On the other hand, in the third experiment, the participants were presented with a set of questions that required them to choose between being given a small amount of money at that moment or a larger amount of money in the future. This experiment supported the findings of the first two experiments, as the fasting participants opted for the larger amount of money in the future, whereas non-fasting participants were more likely to choose the first option.
At then researchers said that the evidence suggests that the “hot state of hunger promoted rather than compromised complex decisions with uncertain outcomes that are advantageous in the long run as hungry participants were better able to resist (hypothetical) choices that brought immediate big (but not medium or small) rewards but were ultimately disadvantageous.”

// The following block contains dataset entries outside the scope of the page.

// Copyright 2023 The Matrix.org Foundation C.I.C.
//
// Licensed under the Apache License, Version 2.0 (the "License");
// you may not use this file except in compliance with the License.
// You may obtain a copy of the License at
//
//     http://www.apache.org/licenses/LICENSE-2.0
//
// Unless required by applicable law or agreed to in writing, software
// distributed under the License is distributed on an "AS IS" BASIS,
// WITHOUT WARRANTIES OR CONDITIONS OF ANY KIND, either express or implied.
// See the License for the specific language governing permissions and
// limitations under the License.

#![doc = include_str!("../README.md")]
#![warn(missing_docs, missing_debug_implementations)]

mod armor;
mod ciphers;
mod envelope;
mod error;
mod key_export;
mod pipeline;
pub mod store;
mod types;

pub use error::KeyExportError;
pub use key_export::{decrypt_room_key_export, encrypt_room_key_export, DEFAULT_PBKDF_ROUNDS};
pub use pipeline::{export_room_keys, import_room_keys};
pub use store::{ExportableSession, MemorySession, MemoryStore, SessionStore, StoreError};
pub use types::ExportedRoomKey;

// Enable tracing for tests in this crate
#[cfg(test)]
#[ctor::ctor]
fn init_logging() {
    use tracing_subscriber::{layer::SubscriberExt, util::SubscriberInitExt};
    tracing_subscriber::registry()
        .with(tracing_subscriber::EnvFilter::from_default_env())
        .with(tracing_subscriber::fmt::layer().with_test_writer())
        .init();
}
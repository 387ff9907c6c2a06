// Copyright 2023 The Matrix.org Foundation C.I.C.
//
// Licensed under the Apache License, Version 2.0 (the "License");
// you may not use this file except in compliance with the License.
// You may obtain a copy of the License at
//
//     http://www.apache.org/licenses/LICENSE-2.0
//
// Unless required by applicable law or agreed to in writing, software
// distributed under the License is distributed on an "AS IS" BASIS,
// WITHOUT WARRANTIES OR CONDITIONS OF ANY KIND, either express or implied.
// See the License for the specific language governing permissions and
// limitations under the License.

use rand::{thread_rng, RngCore};
use zeroize::Zeroize;

use crate::{
    armor,
    ciphers::{AesHmacSha2Key, SALT_SIZE},
    envelope::Envelope,
    error::KeyExportError,
    types::ExportedRoomKey,
};

/// The PBKDF2 iteration count written by [`export_room_keys`], matching
/// what Element and other clients use.
///
/// [`export_room_keys`]: crate::export_room_keys
pub const DEFAULT_PBKDF_ROUNDS: u32 = 500_000;

/// Encrypt a list of room keys into the armored key export format.
///
/// # Arguments
///
/// * `keys` - The room keys that should be encrypted.
///
/// * `passphrase` - The passphrase protecting the export.
///
/// * `rounds` - The PBKDF2 iteration count turning the passphrase into an
///   AES key. More rounds make brute-forcing the passphrase more
///   expensive; [`DEFAULT_PBKDF_ROUNDS`] is what other clients write.
///
/// # Examples
///
/// ```no_run
/// use megolm_key_export::{encrypt_room_key_export, ExportedRoomKey, DEFAULT_PBKDF_ROUNDS};
///
/// # let keys: Vec<ExportedRoomKey> = Vec::new();
/// let encrypted = encrypt_room_key_export(&keys, "1234", DEFAULT_PBKDF_ROUNDS).unwrap();
/// std::fs::write("keys.txt", encrypted).unwrap();
/// ```
pub fn encrypt_room_key_export(
    keys: &[ExportedRoomKey],
    passphrase: &str,
    rounds: u32,
) -> Result<String, KeyExportError> {
    let mut plaintext = serde_json::to_vec(keys)?;
    let ret = encrypt_helper(&plaintext, passphrase, rounds);

    plaintext.zeroize();

    ret
}

/// Decrypt an armored key export into the list of room keys it holds.
///
/// # Arguments
///
/// * `data` - The bytes of the key export file.
///
/// * `passphrase` - The passphrase the export was encrypted with.
///
/// # Examples
///
/// ```no_run
/// use megolm_key_export::decrypt_room_key_export;
///
/// let export = std::fs::read("keys.txt").unwrap();
/// let keys = decrypt_room_key_export(&export, "1234").unwrap();
/// ```
pub fn decrypt_room_key_export(
    data: &[u8],
    passphrase: &str,
) -> Result<Vec<ExportedRoomKey>, KeyExportError> {
    let mut plaintext = decrypt_helper(data, passphrase)?;

    // Decode failures collapse into `AuthFailure`, a tampered file must
    // not be distinguishable from a wrong passphrase.
    let ret = serde_json::from_slice(&plaintext).map_err(|_| KeyExportError::AuthFailure);

    plaintext.zeroize();

    ret
}

fn encrypt_helper(
    plaintext: &[u8],
    passphrase: &str,
    rounds: u32,
) -> Result<String, KeyExportError> {
    let mut salt = [0u8; SALT_SIZE];
    thread_rng().fill_bytes(&mut salt);

    let key = AesHmacSha2Key::from_passphrase(passphrase, rounds, &salt)?;
    let (ciphertext, iv) = key.encrypt(plaintext.to_vec());

    let envelope = Envelope { salt, iv, rounds, ciphertext };

    Ok(armor::wrap(&envelope.seal(&key)))
}

fn decrypt_helper(data: &[u8], passphrase: &str) -> Result<Vec<u8>, KeyExportError> {
    let text = std::str::from_utf8(data).map_err(|_| KeyExportError::MalformedArmor)?;

    let bytes = armor::unwrap(text)?;
    let envelope = Envelope::parse(&bytes)?;

    let key = AesHmacSha2Key::from_passphrase(passphrase, envelope.rounds, &envelope.salt)?;

    key.verify_mac(envelope.mac_input, &envelope.mac)
        .map_err(|_| KeyExportError::AuthFailure)?;

    Ok(key.decrypt(envelope.ciphertext.to_vec(), &envelope.iv))
}
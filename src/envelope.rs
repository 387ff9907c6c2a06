// Copyright 2023 The Matrix.org Foundation C.I.C.
//
// Licensed under the Apache License, Version 2.0 (the "License");
// you may not use this file except in compliance with the License.
// You may obtain a copy of the License at
//
//     http://www.apache.org/licenses/LICENSE-2.0
//
// Unless required by applicable law or agreed to in writing, software
// distributed under the License is distributed on an "AS IS" BASIS,
// WITHOUT WARRANTIES OR CONDITIONS OF ANY KIND, either express or implied.
// See the License for the specific language governing permissions and
// limitations under the License.

use crate::{
    ciphers::{AesHmacSha2Key, IV_SIZE, MAC_SIZE, SALT_SIZE},
    error::KeyExportError,
};

pub(crate) const VERSION: u8 = 1;

const VERSION_OFFSET: usize = 0;
const SALT_OFFSET: usize = VERSION_OFFSET + 1;
const IV_OFFSET: usize = SALT_OFFSET + SALT_SIZE;
const ROUNDS_OFFSET: usize = IV_OFFSET + IV_SIZE;
const CIPHERTEXT_OFFSET: usize = ROUNDS_OFFSET + 4;

/// An envelope with no ciphertext at all is still structurally valid.
pub(crate) const MIN_SIZE: usize = CIPHERTEXT_OFFSET + MAC_SIZE;

/// The binary structure inside the armor, before the MAC tag is attached.
///
/// All integer fields are big-endian. The layout is fixed:
///
/// ```text
/// version (1) | salt (16) | iv (16) | rounds (4) | ciphertext (n) | mac (32)
/// ```
pub(crate) struct Envelope {
    pub salt: [u8; SALT_SIZE],
    pub iv: [u8; IV_SIZE],
    pub rounds: u32,
    pub ciphertext: Vec<u8>,
}

impl Envelope {
    /// Serialize the envelope and append the HMAC-SHA-256 tag computed over
    /// every serialized byte.
    pub(crate) fn seal(&self, key: &AesHmacSha2Key) -> Vec<u8> {
        let mut payload = Vec::with_capacity(MIN_SIZE + self.ciphertext.len());

        payload.push(VERSION);
        payload.extend_from_slice(&self.salt);
        payload.extend_from_slice(&self.iv);
        payload.extend_from_slice(&self.rounds.to_be_bytes());
        payload.extend_from_slice(&self.ciphertext);

        let mac = key.create_mac_tag(&payload);
        payload.extend_from_slice(&mac);

        payload
    }

    /// Split an envelope into its fields without touching the ciphertext.
    ///
    /// `mac_input` in the result covers everything the tag was computed
    /// over, so the caller can verify it before any decryption happens.
    pub(crate) fn parse(bytes: &[u8]) -> Result<ParsedEnvelope<'_>, KeyExportError> {
        if bytes.len() < MIN_SIZE {
            return Err(KeyExportError::MalformedEnvelope);
        }

        let version = bytes[VERSION_OFFSET];
        if version != VERSION {
            return Err(KeyExportError::UnsupportedVersion(version));
        }

        let mut salt = [0u8; SALT_SIZE];
        let mut iv = [0u8; IV_SIZE];
        let mut mac = [0u8; MAC_SIZE];

        salt.copy_from_slice(&bytes[SALT_OFFSET..IV_OFFSET]);
        iv.copy_from_slice(&bytes[IV_OFFSET..ROUNDS_OFFSET]);

        let rounds = u32::from_be_bytes([
            bytes[ROUNDS_OFFSET],
            bytes[ROUNDS_OFFSET + 1],
            bytes[ROUNDS_OFFSET + 2],
            bytes[ROUNDS_OFFSET + 3],
        ]);

        let mac_offset = bytes.len() - MAC_SIZE;
        mac.copy_from_slice(&bytes[mac_offset..]);

        Ok(ParsedEnvelope {
            salt,
            iv,
            rounds,
            ciphertext: &bytes[CIPHERTEXT_OFFSET..mac_offset],
            mac,
            mac_input: &bytes[..mac_offset],
        })
    }
}

/// The borrowed fields of a parsed envelope.
#[derive(Debug)]
pub(crate) struct ParsedEnvelope<'a> {
    pub salt: [u8; SALT_SIZE],
    pub iv: [u8; IV_SIZE],
    pub rounds: u32,
    pub ciphertext: &'a [u8],
    pub mac: [u8; MAC_SIZE],
    /// The bytes the MAC tag was computed over: the whole envelope minus
    /// the tag itself.
    pub mac_input: &'a [u8],
}

#[cfg(test)]
mod tests {
    use assert_matches::assert_matches;

    use super::*;

    fn key() -> AesHmacSha2Key {
        AesHmacSha2Key::from_passphrase("1234", 10, b"saltsaltsaltsalt").unwrap()
    }

    #[test]
    fn seal_parse_roundtrip() {
        let envelope = Envelope {
            salt: [1u8; SALT_SIZE],
            iv: [2u8; IV_SIZE],
            rounds: 500_000,
            ciphertext: b"not actually encrypted".to_vec(),
        };

        let sealed = envelope.seal(&key());
        assert_eq!(sealed.len(), MIN_SIZE + envelope.ciphertext.len());

        let parsed = Envelope::parse(&sealed).unwrap();

        assert_eq!(parsed.salt, envelope.salt);
        assert_eq!(parsed.iv, envelope.iv);
        assert_eq!(parsed.rounds, 500_000);
        assert_eq!(parsed.ciphertext, envelope.ciphertext.as_slice());
        assert_eq!(parsed.mac_input, &sealed[..sealed.len() - MAC_SIZE]);

        key().verify_mac(parsed.mac_input, &parsed.mac).expect("the sealed MAC should verify");
    }

    #[test]
    fn empty_ciphertext_is_structurally_valid() {
        let envelope =
            Envelope { salt: [0u8; SALT_SIZE], iv: [0u8; IV_SIZE], rounds: 1, ciphertext: vec![] };

        let sealed = envelope.seal(&key());
        assert_eq!(sealed.len(), MIN_SIZE);

        let parsed = Envelope::parse(&sealed).unwrap();
        assert!(parsed.ciphertext.is_empty());
    }

    #[test]
    fn truncated_envelopes_are_rejected() {
        let sealed = Envelope {
            salt: [0u8; SALT_SIZE],
            iv: [0u8; IV_SIZE],
            rounds: 1,
            ciphertext: vec![],
        }
        .seal(&key());

        assert_matches!(
            Envelope::parse(&sealed[..MIN_SIZE - 1]),
            Err(KeyExportError::MalformedEnvelope)
        );
        assert_matches!(Envelope::parse(&[]), Err(KeyExportError::MalformedEnvelope));
    }

    #[test]
    fn unknown_versions_are_rejected() {
        let mut sealed = Envelope {
            salt: [0u8; SALT_SIZE],
            iv: [0u8; IV_SIZE],
            rounds: 1,
            ciphertext: vec![],
        }
        .seal(&key());

        sealed[0] = 2;

        assert_matches!(Envelope::parse(&sealed), Err(KeyExportError::UnsupportedVersion(2)));
    }
}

It is to be noted here that this is the first study that challenges previous research suggesting that hot states tend to compromise decision-making. But the research team has mentioned that further research is required before drawing to any concrete conclusions about the impact of emotions on the decision-making process.
The researcher have reported, “Hunger and appetite do not necessarily make people more impulsive, but rather make them rely more on gut feeling, which benefits complex decisions with uncertain outcomes. Alternatively, it may be that hot states do increase impulsivity, but that impulsivity is not necessarily bad.”
While the study isn’t making any conclusions just yet, perhaps it isn’t such a bad thing to make big decisions when your stomach is grumbling – excluding food related choices, of course. You can see the researchers’ report published in the journal PLOS One.